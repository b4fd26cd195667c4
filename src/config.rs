use anyhow::{Context, Result};
use serde::{Deserialize, Serialize};
use std::fs;
use std::path::{Path, PathBuf};
use tracing::info;

use crate::export::DEFAULT_EXPORT_FILE;
use crate::history::DEFAULT_STORAGE_KEY;

const APP_DIR: &str = "utm-builder";
const SETTINGS_FILE: &str = "settings.json";

#[derive(Debug, Deserialize, Serialize, Clone, PartialEq)]
#[serde(default)]
pub struct Settings {
    pub database_path: PathBuf,
    pub storage_key: String,
    pub export_file: PathBuf,
    pub copy_on_build: bool,
}

impl Default for Settings {
    fn default() -> Self {
        let data_dir = dirs::data_local_dir().unwrap_or_else(|| PathBuf::from("."));
        Self {
            database_path: data_dir.join(APP_DIR).join("history.db"),
            storage_key: DEFAULT_STORAGE_KEY.to_string(),
            export_file: PathBuf::from(DEFAULT_EXPORT_FILE),
            copy_on_build: false,
        }
    }
}

impl Settings {
    /// Load from an explicit file, else the per-user settings file, else defaults.
    pub fn load(explicit: Option<&Path>) -> Result<Self> {
        if let Some(path) = explicit {
            if !path.exists() {
                anyhow::bail!("Settings file not found: {:?}", path);
            }
            return Self::from_file(path);
        }

        match default_settings_path() {
            Some(path) if path.exists() => Self::from_file(&path),
            _ => {
                info!(action = "load", component = "settings", "Using default settings");
                Ok(Self::default())
            }
        }
    }

    pub fn from_file(path: &Path) -> Result<Self> {
        let contents = fs::read_to_string(path)
            .with_context(|| format!("Failed to read settings file: {}", path.display()))?;

        let settings: Settings = serde_json::from_str(&contents)
            .with_context(|| format!("Failed to parse settings file: {}", path.display()))?;

        info!(action = "load", component = "settings", file_path = ?path, "Settings loaded");
        Ok(settings)
    }
}

pub fn default_settings_path() -> Option<PathBuf> {
    dirs::config_dir().map(|dir| dir.join(APP_DIR).join(SETTINGS_FILE))
}

#[cfg(test)]
mod tests {
    use super::*;

    #[test]
    fn test_partial_settings_fill_defaults() {
        let settings: Settings =
            serde_json::from_str(r#"{"storage_key": "campaigns", "copy_on_build": true}"#).unwrap();

        assert_eq!(settings.storage_key, "campaigns");
        assert!(settings.copy_on_build);
        assert_eq!(settings.export_file, PathBuf::from("utm-links.csv"));
    }

    #[test]
    fn test_missing_explicit_file_is_an_error() {
        let err = Settings::load(Some(Path::new("/definitely/not/here.json"))).unwrap_err();
        assert!(err.to_string().contains("Settings file not found"));
    }
}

━━━━━━━━

• **Problem description**:
From the entries above, print the lines beginning at the one with "use crate::export::DEFAULT_EXPORT_FILE;" and stopping after the one with "file, else defaults.", exactly as written and with nothing else.

• **Worked solution**:
use crate::export::DEFAULT_EXPORT_FILE;
use crate::history::DEFAULT_STORAGE_KEY;

const APP_DIR: &str = "utm-builder";
const SETTINGS_FILE: &str = "settings.json";

#[derive(Debug, Deserialize, Serialize, Clone, PartialEq)]
#[serde(default)]
pub struct Settings {
    pub database_path: PathBuf,
    pub storage_key: String,
    pub export_file: PathBuf,
    pub copy_on_build: bool,
}

impl Default for Settings {
    fn default() -> Self {
        let data_dir = dirs::data_local_dir().unwrap_or_else(|| PathBuf::from("."));
        Self {
            database_path: data_dir.join(APP_DIR).join("history.db"),
            storage_key: DEFAULT_STORAGE_KEY.to_string(),
            export_file: PathBuf::from(DEFAULT_EXPORT_FILE),
            copy_on_build: false,
        }
    }
}

impl Settings {
    /// Load from an explicit file, else the per-user settings file, else defaults.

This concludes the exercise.